"Bernie Sanders Supporters," by Gage Skidmore, licensed under CC BY-SA 2.0

The Road from Nevada

In March Bernie Sanders’ supporters recently swept the elections for the leadership of the Nevada Democratic Party. The centrist machine took the money and ran. What does this reveal about the potential for a “realignment” strategy to reform the Democratic Party?

On March 6, “The NV Dems Progressive Slate,” a coalition of left-wing candidates, swept the elections for the leadership of the Nevada state Democratic Party, winning all five seats. Four of the candidates were members of Democratic Socialists of America (DSA), and all five were supported by DSA. The left-wing victory was the culmination of a wave of organizing since Bernie Sanders’ 2016 campaign. 

This was a blow to the “Reid machine,” the party apparatus assembled by former US Senate Majority leader Harry Reid. A leader of the establishment wing of the Democratic Party, Reid still plays a central role in Nevada politics.

In an attempt to stop the Berniecrats, Reid and his establishment allies formed a so-called “Progressive Unity Slate” for the party leadership election, claiming the Berniecrat and DSA forces were divisive. Yet even before the election, fearing defeat, the establishment moved $450,000 out of the party’s accounts into the Democratic Senatorial Campaign Committee. Then shortly after the left won the leadership elections, all the state party staff resigned, and all consulting contracts were severed. So much for “unity.”

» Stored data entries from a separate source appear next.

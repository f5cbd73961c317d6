//! Configuration module
//!
//! Settings are read from the process environment (a `.env` file is loaded first when
//! present). Every optional value has a default constant below; values that fail to
//! parse fall back to that default.

use std::env;
use std::path::PathBuf;
use std::str::FromStr;

use crate::storage_types::StorageBackend;

const MAX_FILE_SIZE_MB: u64 = 500;
const DEFAULT_ALLOWED_EXTENSIONS: &str =
    "jpg,jpeg,png,gif,webp,bmp,tif,tiff,heic,mp4,mov,m4v,avi,mkv,webm";
const DEFAULT_ALLOWED_CONTENT_TYPES: &str = "image/jpeg,image/png,image/gif,image/webp,image/bmp,image/tiff,image/heic,video/mp4,video/quicktime,video/x-m4v,video/x-msvideo,video/x-matroska,video/webm";
const LOCAL_FILE_MODE: u32 = 0o644;
const LOCAL_DIR_MODE: u32 = 0o755;
const S3_PRESIGN_TTL_SECS: u64 = 900;
const RCLONE_TIMEOUT_SECS: u64 = 300;
const PROBE_TIMEOUT_SECS: u64 = 30;
const TRASH_RETENTION_DAYS: i64 = 30;
const STALE_UPLOAD_HOURS: i64 = 24;
const ORPHAN_GRACE_MINUTES: i64 = 60;
const MAX_CONNECTIONS: u32 = 20;
const TASK_QUEUE_MAX_WORKERS: usize = 4;
const TASK_QUEUE_POLL_INTERVAL_MS: u64 = 1000;
const TASK_QUEUE_DEFAULT_TIMEOUT_SECONDS: i32 = 600;
const TASK_QUEUE_MAX_RETRIES: i32 = 3;
const TASK_QUEUE_RETRY_BASE_MS: u64 = 1000;
const TASK_QUEUE_FINISHED_RETENTION: usize = 10_000;

#[derive(Clone, Debug)]
pub struct LocalStorageConfig {
    pub root_path: PathBuf,
    /// Base URL the root directory is served under, if any
    pub base_url: Option<String>,
    pub file_mode: u32,
    pub dir_mode: u32,
}

impl LocalStorageConfig {
    pub fn new(root_path: impl Into<PathBuf>) -> Self {
        Self {
            root_path: root_path.into(),
            base_url: None,
            file_mode: LOCAL_FILE_MODE,
            dir_mode: LOCAL_DIR_MODE,
        }
    }
}

#[derive(Clone, Debug)]
pub struct S3StorageConfig {
    pub bucket: String,
    pub region: String,
    /// Custom endpoint for S3-compatible providers (MinIO, R2, ...)
    pub endpoint: Option<String>,
    pub access_key_id: Option<String>,
    pub secret_access_key: Option<String>,
    pub path_style: bool,
    pub presign_ttl_secs: u64,
    pub direct_upload: bool,
}

#[derive(Clone, Debug)]
pub struct RcloneStorageConfig {
    pub binary: String,
    pub remote: String,
    /// Sub-path inside the remote that acts as the storage root
    pub path: String,
    pub config_file: Option<PathBuf>,
    pub extra_flags: Vec<String>,
    pub timeout_secs: u64,
}

/// Backend selection plus its settings. Resolved once at startup.
#[derive(Clone, Debug)]
pub enum StorageSettings {
    Local(LocalStorageConfig),
    S3(S3StorageConfig),
    Rclone(RcloneStorageConfig),
}

impl StorageSettings {
    pub fn backend(&self) -> StorageBackend {
        match self {
            StorageSettings::Local(_) => StorageBackend::Local,
            StorageSettings::S3(_) => StorageBackend::S3,
            StorageSettings::Rclone(_) => StorageBackend::Rclone,
        }
    }

    /// Direct-to-storage upload is only offered by S3 with the toggle on.
    pub fn direct_upload_enabled(&self) -> bool {
        matches!(self, StorageSettings::S3(s3) if s3.direct_upload)
    }

    pub fn presign_ttl_secs(&self) -> u64 {
        match self {
            StorageSettings::S3(s3) => s3.presign_ttl_secs,
            _ => S3_PRESIGN_TTL_SECS,
        }
    }
}

#[derive(Clone, Debug)]
pub struct UploadConfig {
    pub max_file_size_bytes: u64,
    pub allowed_extensions: Vec<String>,
    pub allowed_content_types: Vec<String>,
}

impl Default for UploadConfig {
    fn default() -> Self {
        Self {
            max_file_size_bytes: MAX_FILE_SIZE_MB * 1024 * 1024,
            allowed_extensions: split_list(DEFAULT_ALLOWED_EXTENSIONS),
            allowed_content_types: split_list(DEFAULT_ALLOWED_CONTENT_TYPES),
        }
    }
}

#[derive(Clone, Debug)]
pub struct ProcessingConfig {
    pub ffprobe_path: String,
    pub probe_timeout_secs: u64,
}

impl Default for ProcessingConfig {
    fn default() -> Self {
        Self {
            ffprobe_path: "ffprobe".to_string(),
            probe_timeout_secs: PROBE_TIMEOUT_SECS,
        }
    }
}

#[derive(Clone, Debug)]
pub struct TaskQueueSettings {
    pub max_workers: usize,
    pub poll_interval_ms: u64,
    pub default_timeout_seconds: i32,
    pub max_retries: i32,
    /// First retry delay; doubles per attempt
    pub retry_base_ms: u64,
    /// How many finished tasks stay inspectable
    pub finished_retention: usize,
}

impl Default for TaskQueueSettings {
    fn default() -> Self {
        Self {
            max_workers: TASK_QUEUE_MAX_WORKERS,
            poll_interval_ms: TASK_QUEUE_POLL_INTERVAL_MS,
            default_timeout_seconds: TASK_QUEUE_DEFAULT_TIMEOUT_SECONDS,
            max_retries: TASK_QUEUE_MAX_RETRIES,
            retry_base_ms: TASK_QUEUE_RETRY_BASE_MS,
            finished_retention: TASK_QUEUE_FINISHED_RETENTION,
        }
    }
}

#[derive(Clone, Copy, Debug, PartialEq, Eq, Default)]
pub enum LogFormat {
    #[default]
    Pretty,
    Json,
}

impl FromStr for LogFormat {
    type Err = anyhow::Error;

    fn from_str(s: &str) -> Result<Self, Self::Err> {
        match s.trim().to_lowercase().as_str() {
            "pretty" | "text" => Ok(LogFormat::Pretty),
            "json" => Ok(LogFormat::Json),
            _ => Err(anyhow::anyhow!("Invalid log format: {}", s)),
        }
    }
}

/// Application configuration
#[derive(Clone, Debug)]
pub struct Config {
    pub environment: String,
    pub log_format: LogFormat,
    /// PostgreSQL connection string; `None` selects the in-memory repository
    pub database_url: Option<String>,
    pub db_max_connections: u32,
    pub storage: StorageSettings,
    pub upload: UploadConfig,
    pub processing: ProcessingConfig,
    pub task_queue: TaskQueueSettings,
    pub trash_retention_days: i64,
    /// Age after which an asset still in UPLOADING is abandoned and reaped
    pub stale_upload_hours: i64,
    /// Objects younger than this are never treated as orphans
    pub orphan_grace_minutes: i64,
}

impl Config {
    /// Build a configuration around explicit storage settings with defaults elsewhere.
    pub fn with_storage(storage: StorageSettings) -> Self {
        Self {
            environment: "development".to_string(),
            log_format: LogFormat::default(),
            database_url: None,
            db_max_connections: MAX_CONNECTIONS,
            storage,
            upload: UploadConfig::default(),
            processing: ProcessingConfig::default(),
            task_queue: TaskQueueSettings::default(),
            trash_retention_days: TRASH_RETENTION_DAYS,
            stale_upload_hours: STALE_UPLOAD_HOURS,
            orphan_grace_minutes: ORPHAN_GRACE_MINUTES,
        }
    }

    pub fn from_env() -> Result<Self, anyhow::Error> {
        dotenvy::dotenv().ok();

        let backend: StorageBackend = env::var("STORAGE_BACKEND")
            .unwrap_or_else(|_| "local".to_string())
            .parse()?;

        let storage = match backend {
            StorageBackend::Local => StorageSettings::Local(LocalStorageConfig {
                root_path: env::var("LOCAL_STORAGE_PATH")
                    .map(PathBuf::from)
                    .map_err(|_| {
                        anyhow::anyhow!("LOCAL_STORAGE_PATH must be set for the local backend")
                    })?,
                base_url: env::var("LOCAL_STORAGE_BASE_URL")
                    .ok()
                    .filter(|s| !s.is_empty()),
                file_mode: parse_mode("LOCAL_FILE_MODE", LOCAL_FILE_MODE),
                dir_mode: parse_mode("LOCAL_DIR_MODE", LOCAL_DIR_MODE),
            }),
            StorageBackend::S3 => StorageSettings::S3(S3StorageConfig {
                bucket: env::var("S3_BUCKET").unwrap_or_default(),
                region: env::var("S3_REGION")
                    .or_else(|_| env::var("AWS_REGION"))
                    .unwrap_or_else(|_| "us-east-1".to_string()),
                endpoint: env::var("S3_ENDPOINT").ok().filter(|s| !s.is_empty()),
                access_key_id: env::var("S3_ACCESS_KEY_ID").ok().filter(|s| !s.is_empty()),
                secret_access_key: env::var("S3_SECRET_ACCESS_KEY")
                    .ok()
                    .filter(|s| !s.is_empty()),
                path_style: parse_bool("S3_PATH_STYLE", false),
                presign_ttl_secs: parse_or("S3_PRESIGN_TTL_SECS", S3_PRESIGN_TTL_SECS),
                direct_upload: parse_bool("S3_DIRECT_UPLOAD", true),
            }),
            StorageBackend::Rclone => StorageSettings::Rclone(RcloneStorageConfig {
                binary: env::var("RCLONE_BINARY").unwrap_or_else(|_| "rclone".to_string()),
                remote: env::var("RCLONE_REMOTE").unwrap_or_default(),
                path: env::var("RCLONE_PATH").unwrap_or_default(),
                config_file: env::var("RCLONE_CONFIG").ok().map(PathBuf::from),
                extra_flags: env::var("RCLONE_FLAGS")
                    .map(|s| s.split_whitespace().map(String::from).collect())
                    .unwrap_or_default(),
                timeout_secs: parse_or("RCLONE_TIMEOUT_SECS", RCLONE_TIMEOUT_SECS),
            }),
        };

        let upload = UploadConfig {
            max_file_size_bytes: parse_or("MAX_FILE_SIZE_MB", MAX_FILE_SIZE_MB) * 1024 * 1024,
            allowed_extensions: split_list(
                &env::var("ALLOWED_EXTENSIONS")
                    .unwrap_or_else(|_| DEFAULT_ALLOWED_EXTENSIONS.to_string()),
            ),
            allowed_content_types: split_list(
                &env::var("ALLOWED_CONTENT_TYPES")
                    .unwrap_or_else(|_| DEFAULT_ALLOWED_CONTENT_TYPES.to_string()),
            ),
        };

        let config = Config {
            environment: env::var("ENVIRONMENT")
                .or_else(|_| env::var("APP_ENV"))
                .unwrap_or_else(|_| "development".to_string()),
            log_format: env::var("LOG_FORMAT")
                .ok()
                .and_then(|s| s.parse().ok())
                .unwrap_or_default(),
            database_url: env::var("DATABASE_URL").ok().filter(|s| !s.is_empty()),
            db_max_connections: parse_or("DB_MAX_CONNECTIONS", MAX_CONNECTIONS),
            storage,
            upload,
            processing: ProcessingConfig {
                ffprobe_path: env::var("FFPROBE_PATH").unwrap_or_else(|_| "ffprobe".to_string()),
                probe_timeout_secs: parse_or("PROBE_TIMEOUT_SECS", PROBE_TIMEOUT_SECS),
            },
            task_queue: TaskQueueSettings {
                max_workers: parse_or("TASK_QUEUE_MAX_WORKERS", TASK_QUEUE_MAX_WORKERS),
                poll_interval_ms: parse_or(
                    "TASK_QUEUE_POLL_INTERVAL_MS",
                    TASK_QUEUE_POLL_INTERVAL_MS,
                ),
                default_timeout_seconds: parse_or(
                    "TASK_QUEUE_DEFAULT_TIMEOUT_SECONDS",
                    TASK_QUEUE_DEFAULT_TIMEOUT_SECONDS,
                ),
                max_retries: parse_or("TASK_QUEUE_MAX_RETRIES", TASK_QUEUE_MAX_RETRIES),
                retry_base_ms: parse_or("TASK_QUEUE_RETRY_BASE_MS", TASK_QUEUE_RETRY_BASE_MS),
                finished_retention: parse_or(
                    "TASK_QUEUE_FINISHED_RETENTION",
                    TASK_QUEUE_FINISHED_RETENTION,
                ),
            },
            trash_retention_days: parse_or("TRASH_RETENTION_DAYS", TRASH_RETENTION_DAYS),
            stale_upload_hours: parse_or("STALE_UPLOAD_HOURS", STALE_UPLOAD_HOURS),
            orphan_grace_minutes: parse_or("ORPHAN_GRACE_MINUTES", ORPHAN_GRACE_MINUTES),
        };

        config.validate()?;
        Ok(config)
    }

    pub fn validate(&self) -> Result<(), anyhow::Error> {
        match &self.storage {
            StorageSettings::Local(local) => {
                if local.root_path.as_os_str().is_empty() {
                    return Err(anyhow::anyhow!("LOCAL_STORAGE_PATH must not be empty"));
                }
            }
            StorageSettings::S3(s3) => {
                if s3.bucket.is_empty() {
                    return Err(anyhow::anyhow!(
                        "S3_BUCKET must be set when using S3 storage backend"
                    ));
                }
                if s3.access_key_id.is_some() != s3.secret_access_key.is_some() {
                    return Err(anyhow::anyhow!(
                        "S3_ACCESS_KEY_ID and S3_SECRET_ACCESS_KEY must be set together"
                    ));
                }
                if s3.presign_ttl_secs == 0 {
                    return Err(anyhow::anyhow!("S3_PRESIGN_TTL_SECS must be positive"));
                }
            }
            StorageSettings::Rclone(rclone) => {
                if rclone.remote.is_empty() {
                    return Err(anyhow::anyhow!(
                        "RCLONE_REMOTE must be set when using rclone storage backend"
                    ));
                }
                if rclone.timeout_secs == 0 {
                    return Err(anyhow::anyhow!("RCLONE_TIMEOUT_SECS must be positive"));
                }
            }
        }

        if self.upload.max_file_size_bytes == 0 {
            return Err(anyhow::anyhow!("MAX_FILE_SIZE_MB must be positive"));
        }

        if self.processing.probe_timeout_secs == 0 {
            return Err(anyhow::anyhow!("PROBE_TIMEOUT_SECS must be positive"));
        }

        if self.task_queue.max_workers == 0 {
            return Err(anyhow::anyhow!("TASK_QUEUE_MAX_WORKERS must be at least 1"));
        }

        if self.trash_retention_days < 0 {
            return Err(anyhow::anyhow!("TRASH_RETENTION_DAYS must not be negative"));
        }

        if self.stale_upload_hours <= 0 {
            return Err(anyhow::anyhow!("STALE_UPLOAD_HOURS must be positive"));
        }

        if self.orphan_grace_minutes < 0 {
            return Err(anyhow::anyhow!("ORPHAN_GRACE_MINUTES must not be negative"));
        }

        if let Some(url) = &self.database_url {
            if !url.starts_with("postgres://") && !url.starts_with("postgresql://") {
                return Err(anyhow::anyhow!(
                    "DATABASE_URL must be a valid PostgreSQL connection string"
                ));
            }
        }

        Ok(())
    }

    pub fn is_production(&self) -> bool {
        matches!(self.environment.to_lowercase().as_str(), "production" | "prod")
    }
}

fn split_list(raw: &str) -> Vec<String> {
    raw.split(',')
        .map(|s| s.trim().to_lowercase())
        .filter(|s| !s.is_empty())
        .collect()
}

fn parse_or<T: FromStr + ToString>(key: &str, default: T) -> T {
    env::var(key)
        .unwrap_or_else(|_| default.to_string())
        .parse()
        .unwrap_or(default)
}

fn parse_bool(key: &str, default: bool) -> bool {
    env::var(key)
        .unwrap_or_else(|_| default.to_string())
        .to_lowercase()
        .parse()
        .unwrap_or(default)
}

/// Permission bits are written in octal (`644`, `0755`).
fn parse_mode(key: &str, default: u32) -> u32 {
    env::var(key)
        .ok()
        .and_then(|s| u32::from_str_radix(s.trim().trim_start_matches("0o"), 8).ok())
        .unwrap_or(default)
}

The Las Vegas Review-Journal quoted “one operative with close ties to the party” revealing the strategy behind these moves. “The Reid machine is not the central committee. It’s the operatives, volunteers, fundraising, and organizing capacity, all of which can be accomplished outside of the state party organization.”

Jon Ralston, founder of the Nevada Independent, explained to CNN: “Reid folks have vowed to set up a separate entity because they have no faith in the party to do what they have done successfully for more than a decade: launder (legally) money through the party to pay for voter programs.”

This shows that Reid’s people—and the Democratic establishment in general—will not just hand over their big-business electoral machine if the left wins a majority in party elections.

What does it mean to take over a state party?

“Did Democratic Socialists seize the means of Nevada’s political production?” asked David Colborne, a member of the Libertarian Party writing for the Nevada Independent. He explained that the reality is far from the hype in much of the media:

Did the Democratic Socialists of America actually take over the Nevada Democratic Party? Will Senator Cortez-Masto suddenly come out in favor of Medicare for All? Are elected Democrats in Carson City going to start quoting Das Kapital, or will Gov. Sisolak write fundraising appeals quoting directly from The Conquest of Bread? Will Murray Bookchin’s The Spanish Anarchists: The Heroic Years become a blueprint for Nevada’s politics over the next few years? Are Nevadans going to have to learn the difference between a Dengist and a Maoist, or between an anarcho-syndicalist and a mutualist? Will our families be organized into book club affinity groups and forced to read some theory?

Absolutely not.

He went on to point out that “state parties don’t guide policy or messaging. State parties also do not exist to elect candidates; in Nevada, they don’t even exist to select candidates, unless your party is small or you’re running for president … The most meaningful prize Democratic Socialists won in Nevada last weekend was the state party’s social media accounts.” And he concludes:

That’s why, if you’ve been wondering why the so-called “Reid machine”… let a bunch of amateur activists seize control of the state party, there’s a simple explanation. Only clueless amateurs would think the state party was worth fighting for in the first place.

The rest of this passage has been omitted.